As many of us, recently, after submitting the build for TestFlight I have got the email which states:
ITMS-91053: Missing API declaration - Your app’s code in the “MyAppBinaryName” file references one or more APIs that require reasons, including the following API categories: NSPrivacyAccessedAPICategorySystemBootTime. While no action is required at this time, starting May 1, 2024, when you upload a new app or app update, you must include a NSPrivacyAccessedAPITypes array in your app’s privacy manifest to provide approved reasons for these APIs used by your app’s code. For more details about this policy, including a list of required reason APIs and approved reasons for usage, visit: https://developer.apple.com/documentation/bundleresources/privacy_manifest_files/describing_use_of_required_reason_api.

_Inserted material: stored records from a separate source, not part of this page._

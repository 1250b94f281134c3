#[cfg(test)]
use std::collections::HashMap;

use anyhow::{bail, Context, Result};

const DEFAULT_GEMINI_BASE_URL: &str = "https://generativelanguage.googleapis.com/v1beta";
const DEFAULT_GENERATION_MODEL: &str = "gemini-2.5-flash";
const DEFAULT_EMBEDDING_MODEL: &str = "text-embedding-004";

/// Which vector store backend the recommendation collections live in.
#[derive(Debug, Clone, Copy, PartialEq, Eq)]
pub enum VectorStoreBackend {
    Chroma,
    /// In-process store, lost on restart. For local development only.
    Memory,
}

/// Optional S3-compatible archive for generated documents.
#[derive(Debug, Clone)]
pub struct ArchiveConfig {
    pub bucket: String,
    pub endpoint: Option<String>,
    pub region: String,
    pub access_key_id: String,
    pub secret_access_key: String,
}

/// Application configuration loaded from environment variables.
/// Fails at startup if required variables are missing.
#[derive(Debug, Clone)]
pub struct Config {
    pub gemini_api_key: String,
    pub gemini_base_url: String,
    pub generation_model: String,
    pub embedding_model: String,
    pub vector_store: VectorStoreBackend,
    pub chroma_host: String,
    pub chroma_port: u16,
    pub cv_collection: String,
    pub job_collection: String,
    pub archive: Option<ArchiveConfig>,
    pub http_timeout_secs: u64,
    pub port: u16,
    pub rust_log: String,
}

impl Config {
    pub fn from_env() -> Result<Self> {
        dotenvy::dotenv().ok(); // load .env if present; ignore if missing

        Self::from_lookup(|key| std::env::var(key).ok())
    }

    /// Builds the config from an arbitrary key lookup.
    pub fn from_lookup<F>(lookup: F) -> Result<Self>
    where
        F: Fn(&str) -> Option<String>,
    {
        let var = |key: &str, default: &str| lookup(key).unwrap_or_else(|| default.to_string());

        Ok(Config {
            gemini_api_key: require(&lookup, "GEMINI_API_KEY")?,
            gemini_base_url: var("GEMINI_BASE_URL", DEFAULT_GEMINI_BASE_URL)
                .trim_end_matches('/')
                .to_string(),
            generation_model: var("GENERATION_MODEL", DEFAULT_GENERATION_MODEL),
            embedding_model: var("EMBEDDING_MODEL", DEFAULT_EMBEDDING_MODEL),
            vector_store: parse_backend(&var("VECTOR_STORE", "chroma"))?,
            chroma_host: var("CHROMA_SERVER_HOST", "localhost"),
            chroma_port: var("CHROMA_SERVER_PORT", "8000")
                .parse::<u16>()
                .context("CHROMA_SERVER_PORT must be a valid port number")?,
            cv_collection: var("CV_COLLECTION", "cv_embeddings"),
            job_collection: var("JOB_COLLECTION", "job_desc_req_documents"),
            archive: archive_config(&lookup),
            http_timeout_secs: var("HTTP_TIMEOUT_SECS", "120")
                .parse::<u64>()
                .context("HTTP_TIMEOUT_SECS must be a whole number of seconds")?,
            port: var("PORT", "8000")
                .parse::<u16>()
                .context("PORT must be a valid port number")?,
            rust_log: var("RUST_LOG", "info"),
        })
    }

    /// Builds the config from a fixed set of variables.
    #[cfg(test)]
    pub fn from_map(vars: &HashMap<&str, &str>) -> Result<Self> {
        Self::from_lookup(|key| vars.get(key).map(|v| v.to_string()))
    }

    pub fn chroma_url(&self) -> String {
        format!("http://{}:{}", self.chroma_host, self.chroma_port)
    }
}

fn require<F>(lookup: &F, key: &str) -> Result<String>
where
    F: Fn(&str) -> Option<String>,
{
    lookup(key)
        .filter(|v| !v.trim().is_empty())
        .with_context(|| format!("Required environment variable '{key}' is not set"))
}

fn parse_backend(raw: &str) -> Result<VectorStoreBackend> {
    match raw.trim().to_ascii_lowercase().as_str() {
        "chroma" => Ok(VectorStoreBackend::Chroma),
        "memory" => Ok(VectorStoreBackend::Memory),
        other => bail!("VECTOR_STORE must be 'chroma' or 'memory', got '{other}'"),
    }
}

/// The archive is enabled only when a bucket and both credentials are present.
fn archive_config<F>(lookup: &F) -> Option<ArchiveConfig>
where
    F: Fn(&str) -> Option<String>,
{
    Some(ArchiveConfig {
        bucket: lookup("S3_BUCKET")?,
        endpoint: lookup("S3_ENDPOINT"),
        region: lookup("S3_REGION").unwrap_or_else(|| "us-east-1".to_string()),
        access_key_id: lookup("AWS_ACCESS_KEY_ID")?,
        secret_access_key: lookup("AWS_SECRET_ACCESS_KEY")?,
    })
}
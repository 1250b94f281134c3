use axum::{
    extract::rejection::{JsonRejection, QueryRejection},
    http::StatusCode,
    response::{IntoResponse, Response},
    Json,
};
use serde_json::json;
use thiserror::Error;

use crate::embedding::EmbeddingError;
use crate::llm_client::LlmError;
use crate::render::RenderError;
use crate::vector_store::StoreError;

/// Application-level error type.
/// Implements `IntoResponse` so Axum handlers can return `Result<T, AppError>`.
#[derive(Debug, Error)]
pub enum AppError {
    #[error("Not found: {0}")]
    NotFound(String),

    #[error("Validation error: {0}")]
    Validation(String),

    #[error("Unprocessable entity: {0}")]
    UnprocessableEntity(String),

    #[error("Embedding error: {0}")]
    Embedding(String),

    #[error("Generation error: {0}")]
    Generation(String),

    #[error("Render error: {0}")]
    Render(String),

    #[error("Store error: {0}")]
    Store(String),

    #[error("CV source error: {0}")]
    CvSource(String),

    #[error("Internal server error: {0}")]
    Internal(#[from] anyhow::Error),
}

impl AppError {
    /// The kind tag and HTTP status for this error.
    pub fn kind(&self) -> (StatusCode, &'static str) {
        match self {
            AppError::NotFound(_) => (StatusCode::NOT_FOUND, "NOT_FOUND"),
            AppError::Validation(_) => (StatusCode::BAD_REQUEST, "VALIDATION_ERROR"),
            AppError::UnprocessableEntity(_) => {
                (StatusCode::UNPROCESSABLE_ENTITY, "UNPROCESSABLE_ENTITY")
            }
            AppError::Embedding(_) => (StatusCode::BAD_GATEWAY, "EMBEDDING_ERROR"),
            AppError::Generation(_) => (StatusCode::BAD_GATEWAY, "GENERATION_ERROR"),
            AppError::Render(_) => (StatusCode::BAD_GATEWAY, "RENDER_ERROR"),
            AppError::CvSource(_) => (StatusCode::BAD_GATEWAY, "CV_SOURCE_ERROR"),
            AppError::Store(_) => (StatusCode::SERVICE_UNAVAILABLE, "STORE_ERROR"),
            AppError::Internal(_) => (StatusCode::INTERNAL_SERVER_ERROR, "INTERNAL_ERROR"),
        }
    }
}

impl IntoResponse for AppError {
    fn into_response(self) -> Response {
        let (status, code) = self.kind();

        let message = match self {
            AppError::NotFound(msg)
            | AppError::Validation(msg)
            | AppError::UnprocessableEntity(msg) => msg,
            AppError::Embedding(msg)
            | AppError::Generation(msg)
            | AppError::Render(msg)
            | AppError::Store(msg)
            | AppError::CvSource(msg) => {
                tracing::error!("{code}: {msg}");
                msg
            }
            AppError::Internal(e) => {
                tracing::error!("Internal error: {e:?}");
                "An internal server error occurred".to_string()
            }
        };

        let body = Json(json!({
            "error": {
                "code": code,
                "message": message
            }
        }));

        (status, body).into_response()
    }
}

impl From<LlmError> for AppError {
    fn from(e: LlmError) -> Self {
        AppError::Generation(e.to_string())
    }
}

impl From<EmbeddingError> for AppError {
    fn from(e: EmbeddingError) -> Self {
        match e {
            EmbeddingError::EmptyInput | EmbeddingError::InputTooLarge { .. } => {
                AppError::Validation(e.to_string())
            }
            _ => AppError::Embedding(e.to_string()),
        }
    }
}

impl From<StoreError> for AppError {
    fn from(e: StoreError) -> Self {
        AppError::Store(e.to_string())
    }
}

impl From<RenderError> for AppError {
    fn from(e: RenderError) -> Self {
        AppError::Render(e.to_string())
    }
}

impl From<JsonRejection> for AppError {
    fn from(rejection: JsonRejection) -> Self {
        AppError::UnprocessableEntity(rejection.body_text())
    }
}

impl From<QueryRejection> for AppError {
    fn from(rejection: QueryRejection) -> Self {
        AppError::Validation(rejection.body_text())
    }
}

My notice referenced following categories:
* NSPrivacyAccessedAPICategoryUserDefaults
* NSPrivacyAccessedAPICategoryDiskSpace
* NSPrivacyAccessedAPICategorySystemBootTime
* NSPrivacyAccessedAPICategoryFileTimestamp
I have read Apple docs on the topic and understand that the approach here is to add privacy manifest file with respective APIs declarations. That's clear. I have done so for "NSPrivacyAccessedAPICategoryUserDefaults" and it was no longer mentioned in the Apple's info. That was fine and clear.
However, my code doesn't directly use any APIs which were mentioned in https://developer.apple.com/documentation/bundleresources/privacy_manifest_files/describing_use_of_required_reason_api which leads me to the questions:
- Should the apps privacy manifest declare (or re-declare) APIs used by dependencies? It doesn't seem reasonable since SDKs has their own manifests...
- As the redeclaring reasons from 3rd party SDKs doesn't seem right to me - how can I find out which APIs in my app code are problematic? Are there any tools available that can do the same validation on my local dev machine?